WHAT TO PRODUCE
Pull out every line below that contains the word "failure".

[SOURCE INFORMATION]

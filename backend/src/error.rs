//! Errors surfaced at the HTTP boundary.
//!
//! Every failure leaving the gateway is rendered as a JSON-RPC error
//! envelope. Caller mistakes get a specific `-32000` message; anything else
//! becomes a generic `-32603` with the detail kept in the server log.

use axum::{
    http::StatusCode,
    response::{IntoResponse, Response},
    Json,
};
use relay_types::jsonrpc::{INTERNAL_ERROR, SERVER_ERROR};
use relay_types::ErrorEnvelope;
use thiserror::Error;
use tracing::{error, warn};

use crate::mcp::TransportError;

#[derive(Debug, Error)]
pub enum GatewayError {
    #[error("Missing sessionId")]
    MissingSessionId,
    #[error("Session not found: {0}")]
    SessionNotFound(String),
    #[error("Invalid message: {0}")]
    MalformedPayload(String),
    #[error("Message body too large")]
    PayloadTooLarge,
    #[error("Server is shutting down")]
    ShuttingDown,
    #[error(transparent)]
    Internal(#[from] anyhow::Error),
}

impl GatewayError {
    pub fn status(&self) -> StatusCode {
        match self {
            GatewayError::MissingSessionId | GatewayError::MalformedPayload(_) => {
                StatusCode::BAD_REQUEST
            }
            GatewayError::SessionNotFound(_) => StatusCode::NOT_FOUND,
            GatewayError::PayloadTooLarge => StatusCode::PAYLOAD_TOO_LARGE,
            GatewayError::ShuttingDown => StatusCode::SERVICE_UNAVAILABLE,
            GatewayError::Internal(_) => StatusCode::INTERNAL_SERVER_ERROR,
        }
    }

    /// The envelope shown to the caller.
    pub fn envelope(&self) -> ErrorEnvelope {
        match self {
            GatewayError::MissingSessionId => {
                ErrorEnvelope::new(SERVER_ERROR, "Bad Request: Missing sessionId")
            }
            GatewayError::SessionNotFound(_) => {
                ErrorEnvelope::new(SERVER_ERROR, "Bad Request: Session not found")
            }
            GatewayError::MalformedPayload(detail) => {
                let message = format!("Bad Request: Invalid message: {}", detail);
                ErrorEnvelope::new(SERVER_ERROR, message)
            }
            GatewayError::PayloadTooLarge => {
                ErrorEnvelope::new(SERVER_ERROR, "Bad Request: Message body too large")
            }
            GatewayError::ShuttingDown => {
                let message = "Service Unavailable: Server is shutting down";
                ErrorEnvelope::new(SERVER_ERROR, message)
            }
            GatewayError::Internal(_) => ErrorEnvelope::new(INTERNAL_ERROR, "Internal server error"),
        }
    }
}

impl From<TransportError> for GatewayError {
    fn from(e: TransportError) -> Self {
        match e {
            TransportError::Malformed(detail) => GatewayError::MalformedPayload(detail),
            other => GatewayError::Internal(other.into()),
        }
    }
}

impl IntoResponse for GatewayError {
    fn into_response(self) -> Response {
        match self {
            GatewayError::Internal(ref e) => error!("Request failed: {:#}", e),
            ref caller => warn!("Rejected request: {}", caller),
        }
        (self.status(), Json(self.envelope())).into_response()
    }
}
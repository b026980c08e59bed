//! Audit trail of outbound protocol messages.
//!
//! Every message written to a session stream is first handed to an
//! [`AuditSink`]. Sinks may fail; the transport logs the failure and still
//! delivers the message.

use async_trait::async_trait;
use chrono::Utc;
use relay_types::JsonRpcMessage;
use serde::Serialize;
use std::path::{Path, PathBuf};
use tokio::fs::{File, OpenOptions};
use tokio::io::AsyncWriteExt;
use tokio::sync::Mutex;
use tracing::info;

/// Destination for recorded outbound messages.
#[async_trait]
pub trait AuditSink: Send + Sync {
    async fn record(&self, session_id: &str, message: &JsonRpcMessage) -> anyhow::Result<()>;
}

/// Sink that discards everything.
#[derive(Debug, Clone, Copy, Default)]
pub struct NoopAuditSink;

#[async_trait]
impl AuditSink for NoopAuditSink {
    async fn record(&self, _session_id: &str, _message: &JsonRpcMessage) -> anyhow::Result<()> {
        Ok(())
    }
}

/// One line of the audit file.
#[derive(Debug, Serialize)]
#[serde(rename_all = "camelCase")]
struct AuditRecord<'a> {
    session_id: &'a str,
    message: &'a JsonRpcMessage,
    recorded_at: String,
}

/// Sink that appends one JSON object per line to a file.
///
/// The file is opened on first write and the handle is kept for later
/// records. A failed write drops the handle so the next record reopens it.
pub struct JsonlAuditSink {
    path: PathBuf,
    /// Serializes appends so lines from concurrent sessions never mix.
    file: Mutex<Option<File>>,
}

impl JsonlAuditSink {
    /// Create a new sink writing to `path`. The file is created on first write.
    pub fn new(path: impl AsRef<Path>) -> Self {
        let path = path.as_ref().to_path_buf();
        info!("Recording outbound messages to {}", path.display());
        Self {
            path,
            file: Mutex::new(None),
        }
    }

    pub fn path(&self) -> &Path {
        &self.path
    }

    async fn append(&self, line: &[u8]) -> std::io::Result<()> {
        let mut file = self.file.lock().await;
        let mut handle = match file.take() {
            Some(handle) => handle,
            None => {
                OpenOptions::new()
                    .create(true)
                    .append(true)
                    .open(&self.path)
                    .await?
            }
        };

        handle.write_all(line).await?;
        handle.flush().await?;
        *file = Some(handle);
        Ok(())
    }
}

#[async_trait]
impl AuditSink for JsonlAuditSink {
    async fn record(&self, session_id: &str, message: &JsonRpcMessage) -> anyhow::Result<()> {
        let record = AuditRecord {
            session_id,
            message,
            recorded_at: Utc::now().to_rfc3339(),
        };
        let mut line = serde_json::to_vec(&record)?;
        line.push(b'\n');

        self.append(&line).await?;
        Ok(())
    }
}

#[cfg(test)]
mod tests {
    use super::*;
    use relay_types::JsonRpcResponse;
    use serde_json::{json, Value};
    use tempfile::TempDir;

    #[tokio::test]
    async fn test_jsonl_sink_appends_records() {
        let dir = TempDir::new().unwrap();
        let sink = JsonlAuditSink::new(dir.path().join("audit.jsonl"));

        let first: JsonRpcMessage = JsonRpcResponse::success(Some(json!(1)), json!({})).into();
        let second: JsonRpcMessage = JsonRpcResponse::success(Some(json!(2)), json!({})).into();
        sink.record("s1", &first).await.unwrap();
        sink.record("s2", &second).await.unwrap();

        let contents = std::fs::read_to_string(sink.path()).unwrap();
        let lines: Vec<Value> = contents
            .lines()
            .map(|l| serde_json::from_str(l).unwrap())
            .collect();
        assert_eq!(lines.len(), 2);
        assert_eq!(lines[0]["sessionId"], "s1");
        assert_eq!(lines[0]["message"]["id"], 1);
        assert_eq!(lines[1]["sessionId"], "s2");
        assert!(lines[1]["recordedAt"].is_string());
    }

    #[cfg(unix)]
    #[tokio::test]
    async fn test_jsonl_sink_keeps_file_open() {
        let dir = TempDir::new().unwrap();
        let path = dir.path().join("audit.jsonl");
        let moved = dir.path().join("moved.jsonl");
        let sink = JsonlAuditSink::new(&path);
        let message: JsonRpcMessage = JsonRpcResponse::success(Some(json!(1)), json!({})).into();

        sink.record("s", &message).await.unwrap();
        std::fs::rename(&path, &moved).unwrap();
        sink.record("s", &message).await.unwrap();

        assert!(!path.exists());
        let contents = std::fs::read_to_string(&moved).unwrap();
        assert_eq!(contents.lines().count(), 2);
    }

    #[tokio::test]
    async fn test_jsonl_sink_reports_unwritable_path() {
        let dir = TempDir::new().unwrap();
        let sink = JsonlAuditSink::new(dir.path().join("missing").join("audit.jsonl"));
        let message: JsonRpcMessage = JsonRpcResponse::success(None, json!({})).into();

        assert!(sink.record("s", &message).await.is_err());
    }
}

[/SOURCE INFORMATION]

TASK ANSWER
//! Every failure leaving the gateway is rendered as a JSON-RPC error
//! [`AuditSink`]. Sinks may fail; the transport logs the failure and still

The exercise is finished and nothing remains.